INPUT FOR THIS TASK —
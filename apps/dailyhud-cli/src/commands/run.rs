//! The default command: run the selected checks and print the report

use std::io::IsTerminal;

use dailyhud_checks::{display_order, parse_check_list, resolve_run_set, CheckKind};
use dailyhud_core::{CacheStore, Config, HudError, ProbeContext};
use dailyhud_engine::{
    format_json, format_text, overall_exit_code, CheckRunner, RunnerConfig, TextOptions, WorkUnit,
};
use dailyhud_secrets::resolve_secrets;
use tracing::info;

pub struct RunArgs {
    pub config: String,
    pub only: Option<String>,
    pub verbose: bool,
    pub json: bool,
    pub no_cache: bool,
    pub no_color: bool,
}

/// Returns the process exit code derived from the worst result
pub fn run(args: RunArgs) -> anyhow::Result<i32> {
    let config = Config::load(&args.config)?;
    let secrets = resolve_secrets(&config.secrets);

    let explicit = args.only.as_deref().map(parse_check_list);
    let run_set = resolve_run_set(explicit.as_deref(), &config, &secrets)?;

    let cache = CacheStore::from_config(&config.cache, args.no_cache);
    let runner_config = RunnerConfig::from_check_timeout(config.thresholds.check_timeout());
    let ctx = ProbeContext::new(config, secrets, cache);

    let units = run_set
        .iter()
        .map(|kind| WorkUnit::new(kind.id(), kind.section()))
        .collect();

    let run = CheckRunner::new()
        .with_config(runner_config)
        .run(units, move |id| {
            let kind: CheckKind = id.parse().map_err(HudError::Other)?;
            kind.probe().run(&ctx)
        });
    info!("Run finished in {:.1}s", run.elapsed().as_secs_f64());

    let order = display_order();
    if args.json {
        println!("{}", format_json(&run, &order, true)?);
    } else {
        let opts = TextOptions {
            color: !args.no_color && std::io::stdout().is_terminal(),
            verbose: args.verbose,
        };
        print!("{}", format_text(&run, &order, opts));
    }

    Ok(overall_exit_code(&run))
}
//! Kubernetes cluster health via kubectl
//!
//! Emits five results under one section: nodes, pods, volume snapshots,
//! CloudNativePG clusters and resource pressure.

use chrono::{DateTime, Utc};
use dailyhud_core::command::{run_command, CommandError};
use dailyhud_core::{CheckResult, KubernetesConfig, Probe, ProbeContext, Result, Thresholds};
use serde_json::Value;
use std::collections::HashMap;
use std::time::Duration;
use tracing::debug;

const KUBECTL_TIMEOUT: Duration = Duration::from_secs(20);
const MISSING_RESOURCE: &str = "the server doesn't have a resource type";

/// kubectl bound to an optional context
pub(crate) struct Kubectl<'a> {
    context: Option<&'a str>,
}

impl<'a> Kubectl<'a> {
    pub(crate) fn new(context: Option<&'a str>) -> Self {
        Self {
            context: context.filter(|c| !c.is_empty()),
        }
    }

    pub(crate) fn run(&self, args: &[&str]) -> std::result::Result<String, CommandError> {
        let mut full: Vec<&str> = Vec::with_capacity(args.len() + 2);
        if let Some(context) = self.context {
            full.extend(["--context", context]);
        }
        full.extend_from_slice(args);
        debug!("kubectl {}", full.join(" "));
        run_command("kubectl", &full, KUBECTL_TIMEOUT)
    }

    fn json(&self, args: &[&str]) -> std::result::Result<Value, KubectlError> {
        let output = self.run(args).map_err(KubectlError::Command)?;
        serde_json::from_str(&output).map_err(|_| KubectlError::Parse)
    }
}

enum KubectlError {
    Command(CommandError),
    Parse,
}

impl KubectlError {
    fn is_missing_resource(&self) -> bool {
        matches!(self, KubectlError::Command(CommandError::Failed { stderr })
            if stderr.to_lowercase().contains(MISSING_RESOURCE))
    }

    fn into_result(self, name: &str, label: &str) -> CheckResult {
        match self {
            KubectlError::Command(e) => CheckResult::error(name, format!("{}: {}", label, e)),
            KubectlError::Parse => {
                CheckResult::error(name, format!("{}: Failed to parse kubectl output", label))
            }
        }
    }
}

pub struct KubernetesProbe;

impl Probe for KubernetesProbe {
    fn id(&self) -> &str {
        "kubernetes"
    }

    fn run(&self, ctx: &ProbeContext) -> Result<Vec<CheckResult>> {
        let config = &ctx.config.kubernetes;
        let thresholds = ctx.thresholds();
        let kubectl = Kubectl::new(config.context.as_deref());
        let now = Utc::now();

        let pods = kubectl.json(&["get", "pods", "-A", "-o", "json"]);

        let nodes = match kubectl.json(&["get", "nodes", "-o", "json"]) {
            Ok(data) => evaluate_nodes(&data),
            Err(e) => e.into_result("k8s-nodes", "Nodes"),
        };

        let pod_result = match &pods {
            Ok(data) => evaluate_pods(data, config),
            Err(KubectlError::Command(e)) => {
                CheckResult::error("k8s-pods", format!("Pods: {}", e))
            }
            Err(KubectlError::Parse) => {
                CheckResult::error("k8s-pods", "Pods: Failed to parse kubectl output")
            }
        };

        let snapshots = match kubectl.json(&["get", "volumesnapshots", "-A", "-o", "json"]) {
            Ok(data) => evaluate_snapshots(&data, config, thresholds.snapshot_stale_hours, now),
            Err(e) if e.is_missing_resource() => {
                CheckResult::ok("k8s-snapshots", "Snapshots: VolumeSnapshots not available")
            }
            Err(e) => e.into_result("k8s-snapshots", "Snapshots"),
        };

        let cnpg = match kubectl.json(&["get", "clusters.postgresql.cnpg.io", "-A", "-o", "json"]) {
            Ok(data) => evaluate_cnpg(&data, config),
            Err(e) if e.is_missing_resource() => CheckResult::ok("k8s-cnpg", "CNPG: Not installed"),
            Err(e) => e.into_result("k8s-cnpg", "CNPG"),
        };

        let resources = match kubectl.run(&["top", "pods", "-A", "--no-headers"]) {
            Err(e) if is_metrics_unavailable(&e) => {
                CheckResult::ok("k8s-resources", "Resources: Metrics not available")
            }
            Err(e) => CheckResult::error("k8s-resources", format!("Resources: {}", e)),
            Ok(top) => match &pods {
                Ok(specs) => evaluate_resources(&top, specs, config, thresholds),
                Err(_) => CheckResult::error("k8s-resources", "Resources: Failed to get pod specs"),
            },
        };

        Ok(vec![nodes, pod_result, snapshots, cnpg, resources])
    }
}

fn is_metrics_unavailable(err: &CommandError) -> bool {
    match err {
        CommandError::Failed { stderr } => {
            stderr.contains("Metrics API not available") || stderr.to_lowercase().contains("metrics")
        }
        _ => false,
    }
}

fn items(data: &Value) -> &[Value] {
    data.get("items")
        .and_then(Value::as_array)
        .map(Vec::as_slice)
        .unwrap_or_default()
}

fn str_at<'v>(value: &'v Value, pointer: &str) -> Option<&'v str> {
    value.pointer(pointer).and_then(Value::as_str)
}

fn meta(item: &Value) -> (&str, &str) {
    (
        str_at(item, "/metadata/namespace").unwrap_or_default(),
        str_at(item, "/metadata/name").unwrap_or("unknown"),
    )
}

fn ignored(config: &KubernetesConfig, namespace: &str) -> bool {
    config.ignore_namespaces.iter().any(|n| n == namespace)
}

fn evaluate_nodes(data: &Value) -> CheckResult {
    let nodes = items(data);
    let mut unhealthy = Vec::new();

    for node in nodes {
        let ready = node
            .pointer("/status/conditions")
            .and_then(Value::as_array)
            .and_then(|conds| {
                conds
                    .iter()
                    .find(|c| c.get("type").and_then(Value::as_str) == Some("Ready"))
            })
            .map(|c| c.get("status").and_then(Value::as_str) == Some("True"))
            .unwrap_or(false);

        if !ready {
            unhealthy.push(str_at(node, "/metadata/name").unwrap_or("unknown"));
        }
    }

    let healthy = nodes.len() - unhealthy.len();
    let message = format!("Nodes: {}/{} healthy", healthy, nodes.len());
    if unhealthy.is_empty() {
        CheckResult::ok("k8s-nodes", message)
    } else {
        CheckResult::error("k8s-nodes", message)
            .with_details(unhealthy.iter().map(|n| format!("Not Ready: {}", n)))
    }
}

const BAD_WAITING_REASONS: [&str; 3] = ["CrashLoopBackOff", "ImagePullBackOff", "ErrImagePull"];
const RESTART_LIMIT: u64 = 10;
const POD_DETAIL_LIMIT: usize = 10;

fn evaluate_pods(data: &Value, config: &KubernetesConfig) -> CheckResult {
    let mut running = 0;
    let mut problems = Vec::new();

    for pod in items(data) {
        let (ns, name) = meta(pod);
        if ignored(config, ns) {
            continue;
        }
        if !config.namespaces.is_empty() && !config.namespaces.iter().any(|n| n == ns) {
            continue;
        }

        let phase = str_at(pod, "/status/phase").unwrap_or("Unknown");
        let mut restarts = 0;
        let mut waiting_reason = None;
        for cs in pod
            .pointer("/status/containerStatuses")
            .and_then(Value::as_array)
            .map(Vec::as_slice)
            .unwrap_or_default()
        {
            restarts += cs.get("restartCount").and_then(Value::as_u64).unwrap_or(0);
            if let Some(waiting) = cs.pointer("/state/waiting").filter(|w| w.is_object()) {
                waiting_reason = Some(waiting.get("reason").and_then(Value::as_str).unwrap_or(""));
            }
        }

        let mut ok = phase == "Running" || phase == "Succeeded";
        if restarts > RESTART_LIMIT {
            ok = false;
        }
        if waiting_reason.is_some_and(|r| BAD_WAITING_REASONS.contains(&r)) {
            ok = false;
        }

        if ok {
            running += 1;
        } else {
            let mut reason = waiting_reason.filter(|r| !r.is_empty()).unwrap_or(phase).to_string();
            if restarts > RESTART_LIMIT {
                reason = format!("{} ({} restarts)", reason, restarts);
            }
            problems.push(format!("{}/{}: {}", ns, name, reason));
        }
    }

    let message = format!("Pods: {}/{} running", running, running + problems.len());
    if problems.is_empty() {
        return CheckResult::ok("k8s-pods", message);
    }

    let mut result = CheckResult::error("k8s-pods", message)
        .with_details(problems.iter().take(POD_DETAIL_LIMIT).cloned());
    if problems.len() > POD_DETAIL_LIMIT {
        result.add_detail(format!("... and {} more", problems.len() - POD_DETAIL_LIMIT));
    }
    result
}

fn evaluate_snapshots(
    data: &Value,
    config: &KubernetesConfig,
    stale_hours: i64,
    now: DateTime<Utc>,
) -> CheckResult {
    let mut stale: Vec<(String, i64)> = Vec::new();

    for snap in items(data) {
        let (ns, name) = meta(snap);
        if ignored(config, ns) {
            continue;
        }
        let Some(created) = str_at(snap, "/status/creationTime")
            .and_then(|t| DateTime::parse_from_rfc3339(t).ok())
        else {
            continue;
        };

        let age_hours = (now - created.with_timezone(&Utc)).num_seconds() as f64 / 3600.0;
        if age_hours > stale_hours as f64 {
            stale.push((format!("{}/{}", ns, name), age_hours as i64));
        }
    }

    if stale.is_empty() {
        return CheckResult::ok("k8s-snapshots", format!("Snapshots: All within {}h", stale_hours));
    }

    let mut result = CheckResult::warning(
        "k8s-snapshots",
        format!("Snapshots: {} stale (>{}h)", stale.len(), stale_hours),
    );
    stale.sort_by(|a, b| b.1.cmp(&a.1));
    for (key, age) in stale.iter().take(5) {
        result.add_detail(format!("{}: {}h old", key, age));
    }
    result
}

const CNPG_HEALTHY: &str = "Cluster in healthy state";

fn evaluate_cnpg(data: &Value, config: &KubernetesConfig) -> CheckResult {
    let clusters = items(data);
    if clusters.is_empty() {
        return CheckResult::ok("k8s-cnpg", "CNPG: No clusters found");
    }

    let mut problems = Vec::new();
    for cluster in clusters {
        let (ns, name) = meta(cluster);
        if ignored(config, ns) {
            continue;
        }

        let phase = str_at(cluster, "/status/phase").unwrap_or("Unknown");
        if phase != CNPG_HEALTHY {
            problems.push(format!("{}/{}: Phase: {}", ns, name, phase));
            continue;
        }

        let has_recovery_point = str_at(cluster, "/status/firstRecoverabilityPoint")
            .is_some_and(|s| !s.is_empty())
            || str_at(cluster, "/status/lastSuccessfulBackup").is_some_and(|s| !s.is_empty());
        let backup_configured = cluster
            .pointer("/spec/backup")
            .is_some_and(|b| !b.is_null() && b.as_object().map_or(true, |o| !o.is_empty()));

        if !has_recovery_point && backup_configured {
            problems.push(format!("{}/{}: No successful backups", ns, name));
        }
    }

    if problems.is_empty() {
        CheckResult::ok(
            "k8s-cnpg",
            format!("CNPG Backups: {} cluster(s) OK", clusters.len()),
        )
    } else {
        CheckResult::warning("k8s-cnpg", format!("CNPG: {} issue(s)", problems.len()))
            .with_details(problems)
    }
}

/// Memory quantity in MiB; `None` for unsupported suffixes
fn parse_memory_mi(quantity: &str) -> Option<f64> {
    if let Some(v) = quantity.strip_suffix("Gi") {
        v.parse::<f64>().ok().map(|v| v * 1024.0)
    } else if let Some(v) = quantity.strip_suffix("Mi") {
        v.parse::<f64>().ok()
    } else if let Some(v) = quantity.strip_suffix("Ki") {
        v.parse::<f64>().ok().map(|v| v / 1024.0)
    } else {
        None
    }
}

/// CPU quantity in millicores
fn parse_cpu_m(quantity: &str) -> Option<f64> {
    match quantity.strip_suffix('m') {
        Some(v) => v.parse::<f64>().ok(),
        None => quantity.parse::<f64>().ok().map(|v| v * 1000.0),
    }
}

#[derive(Debug, Default, Clone, Copy)]
struct Limits {
    mem_mi: f64,
    cpu_m: f64,
}

fn pod_limits(specs: &Value) -> HashMap<String, Limits> {
    let mut limits = HashMap::new();

    for pod in items(specs) {
        let ns = str_at(pod, "/metadata/namespace").unwrap_or_default();
        let name = str_at(pod, "/metadata/name").unwrap_or_default();

        let mut total = Limits::default();
        for container in pod
            .pointer("/spec/containers")
            .and_then(Value::as_array)
            .map(Vec::as_slice)
            .unwrap_or_default()
        {
            if let Some(mem) = str_at(container, "/resources/limits/memory") {
                total.mem_mi += parse_memory_mi(mem).unwrap_or(0.0).floor();
            }
            if let Some(cpu) = str_at(container, "/resources/limits/cpu") {
                total.cpu_m += parse_cpu_m(cpu).unwrap_or(0.0).floor();
            }
        }

        if total.mem_mi > 0.0 || total.cpu_m > 0.0 {
            limits.insert(format!("{}/{}", ns, name), total);
        }
    }

    limits
}

fn evaluate_resources(
    top: &str,
    specs: &Value,
    config: &KubernetesConfig,
    thresholds: &Thresholds,
) -> CheckResult {
    let limits = pod_limits(specs);
    let mem_warn = thresholds.pod_memory_warning_percent as f64;
    let cpu_warn = thresholds.pod_cpu_warning_percent as f64;
    let mut warnings = Vec::new();

    for line in top.lines() {
        let parts: Vec<&str> = line.split_whitespace().collect();
        let [ns, name, cpu, mem, ..] = parts.as_slice() else {
            continue;
        };
        if ignored(config, ns) {
            continue;
        }
        let key = format!("{}/{}", ns, name);
        let Some(limit) = limits.get(&key) else {
            continue;
        };

        let used_cpu = cpu.strip_suffix('m').and_then(|v| v.parse::<f64>().ok()).unwrap_or(0.0);
        let used_mem = match (mem.strip_suffix("Mi"), mem.strip_suffix("Gi")) {
            (Some(v), _) => v.parse::<f64>().unwrap_or(0.0),
            (_, Some(v)) => v.parse::<f64>().map(|v| v * 1024.0).unwrap_or(0.0),
            _ => 0.0,
        };

        let mem_pct = if limit.mem_mi > 0.0 { used_mem / limit.mem_mi * 100.0 } else { 0.0 };
        let cpu_pct = if limit.cpu_m > 0.0 { used_cpu / limit.cpu_m * 100.0 } else { 0.0 };

        if mem_pct >= mem_warn {
            warnings.push(format!("{}: {}% memory limit", key, mem_pct as u64));
        } else if cpu_pct >= cpu_warn {
            warnings.push(format!("{}: {}% CPU limit", key, cpu_pct as u64));
        }
    }

    if warnings.is_empty() {
        return CheckResult::ok("k8s-resources", "Resources: No pressure");
    }

    let mut result = CheckResult::warning(
        "k8s-resources",
        format!("Resources: {} pod(s) under pressure", warnings.len()),
    )
    .with_details(warnings.iter().take(5).cloned());
    if warnings.len() > 5 {
        result.add_detail(format!("... and {} more", warnings.len() - 5));
    }
    result
}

YOUR ASSIGNMENT — Of the entries above, transcribe exactly those lines that fall between the line containing "let mem_pct = if" and the line containing "if mem_pct >= mem_warn", together with those two lines.

ANSWER TO THIS PROBLEM —
        let mem_pct = if limit.mem_mi > 0.0 { used_mem / limit.mem_mi * 100.0 } else { 0.0 };
        let cpu_pct = if limit.cpu_m > 0.0 { used_cpu / limit.cpu_m * 100.0 } else { 0.0 };

        if mem_pct >= mem_warn {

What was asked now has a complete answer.